##### Supplied material
//! Route resolution and positional queries along a route.

use std::sync::Arc;

use chrono::{DateTime, Utc};
use routecast_core::{Coordinate, MapError, RoutingBackend, RoutingConfig};

use crate::provider::{DirectSource, OsrmSource, RouteSource};
use crate::types::{Progress, Route, RoutePoint};

/// Front for a `RouteSource`.
#[derive(Clone)]
pub struct MapService {
    source: Arc<dyn RouteSource>,
}

impl std::fmt::Debug for MapService {
    fn fmt(&self, f: &mut std::fmt::Formatter<'_>) -> std::fmt::Result {
        f.debug_struct("MapService").finish_non_exhaustive()
    }
}

impl MapService {
    pub fn new(source: Arc<dyn RouteSource>) -> Self {
        Self { source }
    }

    /// Build the backend selected in the `[routing]` config section.
    pub fn from_config(config: &RoutingConfig) -> Result<Self, MapError> {
        let source: Arc<dyn RouteSource> = match config.backend {
            RoutingBackend::Osrm => Arc::new(OsrmSource::new(config)?),
            RoutingBackend::Direct => Arc::new(DirectSource::from_config(config)),
        };
        Ok(Self::new(source))
    }

    /// Resolve a route between two places.
    ///
    /// The provider's answer is re-checked so callers can rely on the route
    /// invariants no matter which backend produced it.
    pub async fn resolve_route(
        &self,
        origin: Coordinate,
        destination: Coordinate,
        departure: DateTime<Utc>,
    ) -> Result<Route, MapError> {
        tracing::debug!("Resolving route {} -> {} at {}", origin, destination, departure);
        let route = self.source.route(origin, destination, departure).await?;
        let route = Route::new(route.points().to_vec())?;
        tracing::info!(
            "Route resolved: {} points, {:.1} km, {} min",
            route.points().len(),
            route.total_distance_m() / 1000.0,
            route.total_duration().num_minutes()
        );
        Ok(route)
    }

    /// Position and ETA at `progress` along `route`.
    pub fn point_at_progress(
        &self,
        route: &Route,
        progress: Progress,
    ) -> Result<RoutePoint, MapError> {
        route.point_at(progress)
    }
}

#[cfg(test)]
mod tests {
    #![allow(clippy::unwrap_used, clippy::expect_used, clippy::panic)]
    use super::*;
    use async_trait::async_trait;
    use chrono::{TimeDelta, TimeZone};

    struct Failing;

    #[async_trait]
    impl RouteSource for Failing {
        async fn route(
            &self,
            _: Coordinate,
            _: Coordinate,
            _: DateTime<Utc>,
        ) -> Result<Route, MapError> {
            Err(MapError::RouteUnavailable("NoRoute".to_string()))
        }
    }

    fn departure() -> DateTime<Utc> {
        Utc.with_ymd_and_hms(2026, 6, 1, 7, 0, 0).unwrap()
    }

    #[tokio::test]
    async fn test_resolve_route_with_direct_backend() {
        let service = MapService::from_config(&RoutingConfig {
            backend: RoutingBackend::Direct,
            ..RoutingConfig::default()
        })
        .unwrap();
        let origin = Coordinate::new(47.0, 8.0).unwrap();
        let destination = Coordinate::new(47.1, 8.1).unwrap();

        let route = service.resolve_route(origin, destination, departure()).await.unwrap();
        assert_eq!(route.origin().coordinate, origin);
        assert_eq!(route.origin().eta, departure());
        assert!(route.total_duration() > TimeDelta::zero());

        let mid = service.point_at_progress(&route, Progress::Fraction(0.5)).unwrap();
        assert!((mid.distance_m - route.total_distance_m() / 2.0).abs() < 1e-6);
    }

    #[tokio::test]
    async fn test_resolve_route_propagates_failure() {
        let service = MapService::new(Arc::new(Failing));
        let here = Coordinate::new(0.0, 0.0).unwrap();
        let err = service.resolve_route(here, here, departure()).await.unwrap_err();
        assert_eq!(err, MapError::RouteUnavailable("NoRoute".to_string()));
    }
}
##########
* [Instructions for the task]:
Out of the records above, pull each line containing the word "destination".

* [Answer to this exercise]:
        destination: Coordinate,
        tracing::debug!("Resolving route {} -> {} at {}", origin, destination, departure);
        let route = self.source.route(origin, destination, departure).await?;
        let destination = Coordinate::new(47.1, 8.1).unwrap();
        let route = service.resolve_route(origin, destination, departure()).await.unwrap();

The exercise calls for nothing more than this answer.